1
votes

Let's say I have documents with two fields, A and B.

I'd like to use SOLR's MoreLikeThis, but with a twist: I'm most interested in boosting documents whose A field is like my model document's B field. (That is, extract MLT's 'interesting terms' from the model B field, but only collect MLT results based on the A field.)

I don't see a way to use the mlt.fl fields or mlt.qf boosts to achieve this effect in a single query. (It seems mlt.fl specifies fields used for both discovery of 'interesting terms' and matching to those terms.) Am I missing some option?

Or will I have to extract the 'interesting terms' myself and swap the 'field:term' details?

(Other ideas in this same vein appreciated as well.)

2

2 Answers

1
votes

Two options I see are:

  1. Use a copyField - index your original document with a copy of field A named B, and then query using B.
  2. Extend MoreLikeThisHandler and change the fields you query.

The first option costs a bit of programming (mostly configuration changes) and some memory consumption. The second involves more programming but no memory footprint increase. Hope one of them suits your needs.

0
votes

I now think there are two ways to achieve the desired effect (without customizing the MLT source code).

First option: Do an initial MLT query with the MLT handler, adding the parameter &mlt.interestingTerms=details.

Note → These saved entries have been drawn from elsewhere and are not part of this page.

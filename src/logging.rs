//! Diagnostics on stderr.
//!
//! Everything scan-tool reports while it works (rate limit waits,
//! submissions, cache evictions, skipped files) goes through the `log`
//! facade and is printed by `env_logger` on stderr. Stdout only carries the
//! summary, so it can be redirected on its own.
//!
//! `RUST_LOG` overrides the command-line flags when it is set:
//!
//! ```bash
//! RUST_LOG=scan_tool::scanner=trace scan-tool scan sample.exe
//! ```

use std::io::Write;

use env_logger::Builder;
use log::LevelFilter;

/// How much the user asked to see.
#[derive(Debug, Clone, Copy, PartialEq, Eq)]
pub enum Verbosity {
    /// `--silent`: warnings and errors.
    Silent,
    /// Progress messages.
    Normal,
    /// `-v`: request details, with timestamps and module paths.
    Debug,
    /// `-vv` and more.
    Trace,
}

impl Verbosity {
    /// Map the command-line flags. `silent` wins over any `-v`.
    #[must_use]
    pub fn from_flags(verbose: u8, silent: bool) -> Self {
        match (silent, verbose) {
            (true, _) => Self::Silent,
            (false, 0) => Self::Normal,
            (false, 1) => Self::Debug,
            (false, _) => Self::Trace,
        }
    }

    #[must_use]
    pub fn level(self) -> LevelFilter {
        match self {
            Self::Silent => LevelFilter::Warn,
            Self::Normal => LevelFilter::Info,
            Self::Debug => LevelFilter::Debug,
            Self::Trace => LevelFilter::Trace,
        }
    }

    fn detailed(self) -> bool {
        matches!(self, Self::Debug | Self::Trace)
    }
}

/// Install the stderr logger for the given flags.
///
/// Only the first call in a process installs a logger; later calls are
/// ignored, so `run_app` can be invoked repeatedly from tests.
pub fn init_logging(verbose: u8, silent: bool) {
    let verbosity = Verbosity::from_flags(verbose, silent);
    let mut builder = Builder::new();

    if std::env::var_os("RUST_LOG").is_some() {
        builder.parse_default_env();
    } else {
        builder.filter_level(verbosity.level());
    }

    let detailed = verbosity.detailed();
    builder.format(move |buf, record| {
        let style = buf.default_level_style(record.level());
        if detailed {
            writeln!(
                buf,
                "{} {style}{:<5}{style:#} {}: {}",
                buf.timestamp_millis(),
                record.level(),
                record.target(),
                record.args()
            )
        } else {
            writeln!(buf, "{style}{:<5}{style:#} {}", record.level(), record.args())
        }
    });

    if builder.try_init().is_ok() {
        log::debug!("Logging at {:?} ({})", verbosity, log::max_level());
    }
}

This includes the list of terms that were deemed interesting, ranked with their relative boosts. The usual behavior uses those discovered terms against the same mlt.fl fields to find similar documents. For example, the response will include something like:

"interestingTerms": 
    ["field_b:foo",5.0,"field_b:bar",2.9085307,"field_b:baz",1.67070794]

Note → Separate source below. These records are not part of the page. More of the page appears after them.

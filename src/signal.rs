//! Ctrl+C and SIGTERM.
//!
//! The handler only raises a flag. The rate limiter, the strategy and the
//! drain loop look at it between steps, so a run stops at the next file,
//! archive member or wait slice and still prints what it found.
//!
//! ```rust,no_run
//! use scan_tool::context::RunContext;
//! use scan_tool::signal::install_handler;
//!
//! let shutdown = install_handler().unwrap();
//! let ctx = RunContext::new().with_shutdown_flag(shutdown.flag());
//! ```

use std::sync::atomic::{AtomicBool, Ordering};
use std::sync::{Arc, OnceLock};

/// A stop request shared between the signal handler and the run.
#[derive(Debug, Clone, Default)]
pub struct ShutdownHandler {
    requested: Arc<AtomicBool>,
}

impl ShutdownHandler {
    #[must_use]
    pub fn new() -> Self {
        Self::default()
    }

    /// The shared flag, for [`crate::scanner::RateLimiter::with_shutdown_flag`]
    /// and [`crate::context::RunContext::with_shutdown_flag`].
    #[must_use]
    pub fn flag(&self) -> Arc<AtomicBool> {
        Arc::clone(&self.requested)
    }

    #[must_use]
    pub fn is_requested(&self) -> bool {
        self.requested.load(Ordering::SeqCst)
    }

    /// Ask the run to stop, as Ctrl+C does.
    pub fn request(&self) {
        self.requested.store(true, Ordering::SeqCst);
    }

    fn clear(&self) {
        self.requested.store(false, Ordering::SeqCst);
    }
}

/// The signal handler could not be registered.
#[derive(Debug, thiserror::Error)]
#[error("Cannot install the Ctrl+C handler: {0}")]
pub struct SignalError(#[from] ctrlc::Error);

static INSTALLED: OnceLock<ShutdownHandler> = OnceLock::new();

/// Register the process-wide handler on first use.
///
/// Later calls hand out the same flag, cleared, because `ctrlc` allows one
/// handler per process.
///
/// # Errors
///
/// Returns [`SignalError`] if the platform refuses the handler.
pub fn install_handler() -> Result<ShutdownHandler, SignalError> {
    if let Some(existing) = INSTALLED.get() {
        existing.clear();
        return Ok(existing.clone());
    }

    let shutdown = ShutdownHandler::new();
    let requested = shutdown.flag();
    match ctrlc::set_handler(move || {
        requested.store(true, Ordering::SeqCst);
        eprintln!("\nInterrupted, stopping after the current request...");
    }) {
        Ok(()) => {}
        // Someone else owns the process handler; the flag then only reacts
        // to explicit requests.
        Err(ctrlc::Error::MultipleHandlers) => {
            log::debug!("A Ctrl+C handler is already registered");
        }
        Err(e) => return Err(SignalError(e)),
    }
    Ok(INSTALLED.get_or_init(|| shutdown).clone())
}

(Since the only thing about this initial query that's interesting is the interestingTerms, throwing in an fq that rules out all docs could help it skip unnecessary scoring work.)

Explicitly re-composing that interestingTerms info into a new OR query field_a:foo^5.0 field_a:bar^2.9085307 field_a:baz^1.67070794 amounts to using the B field example text to find documents that are similar in field A, and may be mimicking exactly the kind of query default MLT does on its usual model field.

Second option: Grab the model document's actual field B text, and feed it directly as a ContentStream body, to be used in lieu of a query, for specifying the model document. Then target mlt.fl at field A for the sake of collecting similar results. For example, a fragment of the parameters might be …&stream.body=foo bar baz&mlt.fl=field_a&…. Again, the net effect being that model text originally from field_b is finding documents similar only in field_a.